● Exercise objective: Return each line of the records below in which the string "alias" turns up.

** Opening Exercise data block **

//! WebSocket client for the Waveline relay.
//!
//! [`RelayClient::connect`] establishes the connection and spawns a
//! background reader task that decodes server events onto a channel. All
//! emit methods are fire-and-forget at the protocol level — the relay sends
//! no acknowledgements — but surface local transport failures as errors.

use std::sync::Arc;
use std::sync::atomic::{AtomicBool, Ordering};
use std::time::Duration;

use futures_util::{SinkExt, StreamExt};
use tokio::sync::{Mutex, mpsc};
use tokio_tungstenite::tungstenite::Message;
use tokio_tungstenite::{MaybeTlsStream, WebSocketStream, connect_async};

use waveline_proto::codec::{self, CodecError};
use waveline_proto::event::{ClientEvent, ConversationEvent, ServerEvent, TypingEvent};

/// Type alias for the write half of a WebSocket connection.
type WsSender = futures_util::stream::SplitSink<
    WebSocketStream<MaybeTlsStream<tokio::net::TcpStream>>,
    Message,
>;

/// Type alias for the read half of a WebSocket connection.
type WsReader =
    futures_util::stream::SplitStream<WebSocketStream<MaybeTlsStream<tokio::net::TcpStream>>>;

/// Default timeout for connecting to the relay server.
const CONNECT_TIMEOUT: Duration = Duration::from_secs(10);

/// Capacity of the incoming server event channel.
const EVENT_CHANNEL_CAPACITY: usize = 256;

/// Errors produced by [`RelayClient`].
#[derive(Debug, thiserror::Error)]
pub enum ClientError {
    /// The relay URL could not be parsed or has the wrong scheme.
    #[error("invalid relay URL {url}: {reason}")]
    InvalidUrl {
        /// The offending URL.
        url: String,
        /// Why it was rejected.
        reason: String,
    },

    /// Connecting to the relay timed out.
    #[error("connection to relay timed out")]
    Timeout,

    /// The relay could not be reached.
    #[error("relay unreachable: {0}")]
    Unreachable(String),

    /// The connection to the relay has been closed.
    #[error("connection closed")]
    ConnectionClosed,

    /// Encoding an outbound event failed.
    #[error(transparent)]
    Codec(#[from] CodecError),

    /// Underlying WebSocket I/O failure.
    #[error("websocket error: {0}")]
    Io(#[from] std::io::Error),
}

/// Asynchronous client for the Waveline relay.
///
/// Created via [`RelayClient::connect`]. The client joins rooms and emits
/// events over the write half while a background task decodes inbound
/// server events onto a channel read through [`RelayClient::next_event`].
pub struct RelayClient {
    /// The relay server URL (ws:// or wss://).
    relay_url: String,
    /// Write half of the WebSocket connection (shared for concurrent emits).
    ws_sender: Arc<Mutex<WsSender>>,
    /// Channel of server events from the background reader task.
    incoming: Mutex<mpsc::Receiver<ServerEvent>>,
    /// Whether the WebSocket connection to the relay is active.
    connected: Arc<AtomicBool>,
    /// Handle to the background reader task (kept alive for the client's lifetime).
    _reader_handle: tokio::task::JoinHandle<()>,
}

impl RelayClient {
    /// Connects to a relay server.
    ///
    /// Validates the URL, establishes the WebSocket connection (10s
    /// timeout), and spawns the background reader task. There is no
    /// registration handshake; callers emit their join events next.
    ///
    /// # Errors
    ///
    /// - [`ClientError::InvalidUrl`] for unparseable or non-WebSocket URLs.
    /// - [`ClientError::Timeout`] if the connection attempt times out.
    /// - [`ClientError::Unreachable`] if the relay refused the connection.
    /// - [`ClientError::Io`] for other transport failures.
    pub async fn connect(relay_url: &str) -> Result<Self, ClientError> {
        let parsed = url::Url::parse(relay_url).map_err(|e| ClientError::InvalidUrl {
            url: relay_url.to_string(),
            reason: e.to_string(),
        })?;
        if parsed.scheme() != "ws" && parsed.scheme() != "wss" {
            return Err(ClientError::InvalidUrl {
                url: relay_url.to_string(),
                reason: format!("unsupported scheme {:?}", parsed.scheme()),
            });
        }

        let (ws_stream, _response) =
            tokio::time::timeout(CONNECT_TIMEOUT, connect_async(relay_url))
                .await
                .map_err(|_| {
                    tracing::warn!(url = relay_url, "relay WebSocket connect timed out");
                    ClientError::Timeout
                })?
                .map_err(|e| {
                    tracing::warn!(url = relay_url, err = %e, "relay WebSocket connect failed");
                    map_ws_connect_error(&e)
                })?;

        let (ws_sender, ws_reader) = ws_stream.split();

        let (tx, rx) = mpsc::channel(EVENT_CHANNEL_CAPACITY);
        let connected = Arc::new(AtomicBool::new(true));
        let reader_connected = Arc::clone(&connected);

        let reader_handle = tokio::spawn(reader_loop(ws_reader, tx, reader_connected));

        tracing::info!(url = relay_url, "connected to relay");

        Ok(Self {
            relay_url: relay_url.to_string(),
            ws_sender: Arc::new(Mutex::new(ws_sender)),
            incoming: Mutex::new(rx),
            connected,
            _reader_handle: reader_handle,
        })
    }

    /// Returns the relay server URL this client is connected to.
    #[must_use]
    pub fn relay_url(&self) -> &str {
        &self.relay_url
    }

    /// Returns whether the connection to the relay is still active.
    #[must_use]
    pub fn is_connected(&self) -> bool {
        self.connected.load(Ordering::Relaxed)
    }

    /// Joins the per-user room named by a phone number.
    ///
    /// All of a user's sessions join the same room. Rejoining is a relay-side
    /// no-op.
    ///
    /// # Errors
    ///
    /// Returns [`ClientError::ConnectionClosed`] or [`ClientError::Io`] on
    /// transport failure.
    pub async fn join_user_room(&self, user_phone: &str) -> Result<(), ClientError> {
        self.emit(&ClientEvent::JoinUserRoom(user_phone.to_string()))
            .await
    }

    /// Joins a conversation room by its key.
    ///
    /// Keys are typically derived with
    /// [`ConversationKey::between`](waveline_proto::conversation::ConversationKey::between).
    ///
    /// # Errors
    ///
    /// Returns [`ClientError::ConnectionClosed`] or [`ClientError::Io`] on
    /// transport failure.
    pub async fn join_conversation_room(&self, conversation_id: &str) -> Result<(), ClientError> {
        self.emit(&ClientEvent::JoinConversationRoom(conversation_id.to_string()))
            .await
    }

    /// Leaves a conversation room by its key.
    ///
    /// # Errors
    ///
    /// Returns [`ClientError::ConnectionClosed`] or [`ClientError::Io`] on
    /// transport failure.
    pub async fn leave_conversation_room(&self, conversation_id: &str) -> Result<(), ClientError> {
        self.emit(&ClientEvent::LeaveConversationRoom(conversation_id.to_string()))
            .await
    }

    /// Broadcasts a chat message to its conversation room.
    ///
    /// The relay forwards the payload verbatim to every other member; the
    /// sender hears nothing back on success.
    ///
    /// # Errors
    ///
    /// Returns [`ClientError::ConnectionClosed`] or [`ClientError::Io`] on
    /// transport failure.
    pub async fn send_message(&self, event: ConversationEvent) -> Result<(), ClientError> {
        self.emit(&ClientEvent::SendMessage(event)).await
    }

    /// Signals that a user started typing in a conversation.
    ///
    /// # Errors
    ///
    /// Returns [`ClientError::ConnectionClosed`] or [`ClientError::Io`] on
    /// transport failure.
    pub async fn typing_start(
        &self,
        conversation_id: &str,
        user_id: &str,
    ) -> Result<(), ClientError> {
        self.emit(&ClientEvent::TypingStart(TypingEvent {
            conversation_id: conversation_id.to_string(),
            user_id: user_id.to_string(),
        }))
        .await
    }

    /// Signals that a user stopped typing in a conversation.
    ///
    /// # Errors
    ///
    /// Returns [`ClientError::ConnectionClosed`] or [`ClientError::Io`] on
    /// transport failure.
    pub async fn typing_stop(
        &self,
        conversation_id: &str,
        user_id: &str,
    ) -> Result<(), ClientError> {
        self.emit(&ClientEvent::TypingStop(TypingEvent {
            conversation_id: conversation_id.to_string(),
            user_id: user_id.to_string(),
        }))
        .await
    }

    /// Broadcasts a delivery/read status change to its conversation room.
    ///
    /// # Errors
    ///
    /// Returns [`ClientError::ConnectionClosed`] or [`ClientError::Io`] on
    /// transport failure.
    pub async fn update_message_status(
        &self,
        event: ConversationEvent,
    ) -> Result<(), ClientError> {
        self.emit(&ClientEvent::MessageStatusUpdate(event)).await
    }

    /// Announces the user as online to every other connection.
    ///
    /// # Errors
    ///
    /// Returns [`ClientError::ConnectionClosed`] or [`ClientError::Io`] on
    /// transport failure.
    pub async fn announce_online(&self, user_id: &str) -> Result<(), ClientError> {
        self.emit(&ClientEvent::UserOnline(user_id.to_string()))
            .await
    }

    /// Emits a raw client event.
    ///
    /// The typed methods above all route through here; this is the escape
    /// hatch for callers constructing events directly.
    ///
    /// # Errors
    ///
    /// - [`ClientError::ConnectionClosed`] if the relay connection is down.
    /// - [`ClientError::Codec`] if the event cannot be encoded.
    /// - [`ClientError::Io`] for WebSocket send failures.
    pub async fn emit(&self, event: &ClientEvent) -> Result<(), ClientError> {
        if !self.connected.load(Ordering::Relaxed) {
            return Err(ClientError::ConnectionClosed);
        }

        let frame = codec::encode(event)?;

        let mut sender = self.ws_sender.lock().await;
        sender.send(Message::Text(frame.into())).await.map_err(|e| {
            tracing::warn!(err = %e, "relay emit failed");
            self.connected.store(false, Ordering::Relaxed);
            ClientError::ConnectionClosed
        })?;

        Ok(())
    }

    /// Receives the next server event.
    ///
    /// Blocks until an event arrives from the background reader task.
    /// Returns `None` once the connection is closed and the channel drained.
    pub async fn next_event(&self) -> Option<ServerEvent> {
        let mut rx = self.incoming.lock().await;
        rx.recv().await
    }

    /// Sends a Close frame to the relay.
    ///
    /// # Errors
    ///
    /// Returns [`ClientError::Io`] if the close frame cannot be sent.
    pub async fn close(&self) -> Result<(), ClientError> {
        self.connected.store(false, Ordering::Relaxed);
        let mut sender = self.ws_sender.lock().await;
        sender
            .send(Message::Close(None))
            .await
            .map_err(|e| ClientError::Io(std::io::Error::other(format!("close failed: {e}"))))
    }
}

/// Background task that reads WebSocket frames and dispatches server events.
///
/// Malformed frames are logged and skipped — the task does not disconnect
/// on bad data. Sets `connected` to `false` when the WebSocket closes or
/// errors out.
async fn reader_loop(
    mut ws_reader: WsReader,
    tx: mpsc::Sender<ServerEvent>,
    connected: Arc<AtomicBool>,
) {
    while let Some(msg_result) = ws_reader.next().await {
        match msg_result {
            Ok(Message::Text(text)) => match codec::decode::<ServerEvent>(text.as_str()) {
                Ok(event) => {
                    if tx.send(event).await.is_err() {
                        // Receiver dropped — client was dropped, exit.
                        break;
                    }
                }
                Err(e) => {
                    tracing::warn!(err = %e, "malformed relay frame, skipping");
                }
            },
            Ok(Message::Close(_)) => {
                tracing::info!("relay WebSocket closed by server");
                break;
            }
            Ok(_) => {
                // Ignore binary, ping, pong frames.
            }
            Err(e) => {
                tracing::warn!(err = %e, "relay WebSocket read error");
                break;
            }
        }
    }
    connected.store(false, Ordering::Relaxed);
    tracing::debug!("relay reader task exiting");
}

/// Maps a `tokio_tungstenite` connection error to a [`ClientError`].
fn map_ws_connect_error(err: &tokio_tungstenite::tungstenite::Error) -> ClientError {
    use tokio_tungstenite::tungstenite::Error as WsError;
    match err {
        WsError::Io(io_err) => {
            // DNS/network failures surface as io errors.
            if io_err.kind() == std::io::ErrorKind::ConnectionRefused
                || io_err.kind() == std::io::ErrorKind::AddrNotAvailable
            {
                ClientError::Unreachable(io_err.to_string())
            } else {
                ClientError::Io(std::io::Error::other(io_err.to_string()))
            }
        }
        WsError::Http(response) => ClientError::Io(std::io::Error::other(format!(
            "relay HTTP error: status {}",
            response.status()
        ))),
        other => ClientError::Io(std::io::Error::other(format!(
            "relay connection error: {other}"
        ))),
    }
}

** Closing Exercise data block **

● Result of the task:
/// Type alias for the write half of a WebSocket connection.
/// Type alias for the read half of a WebSocket connection.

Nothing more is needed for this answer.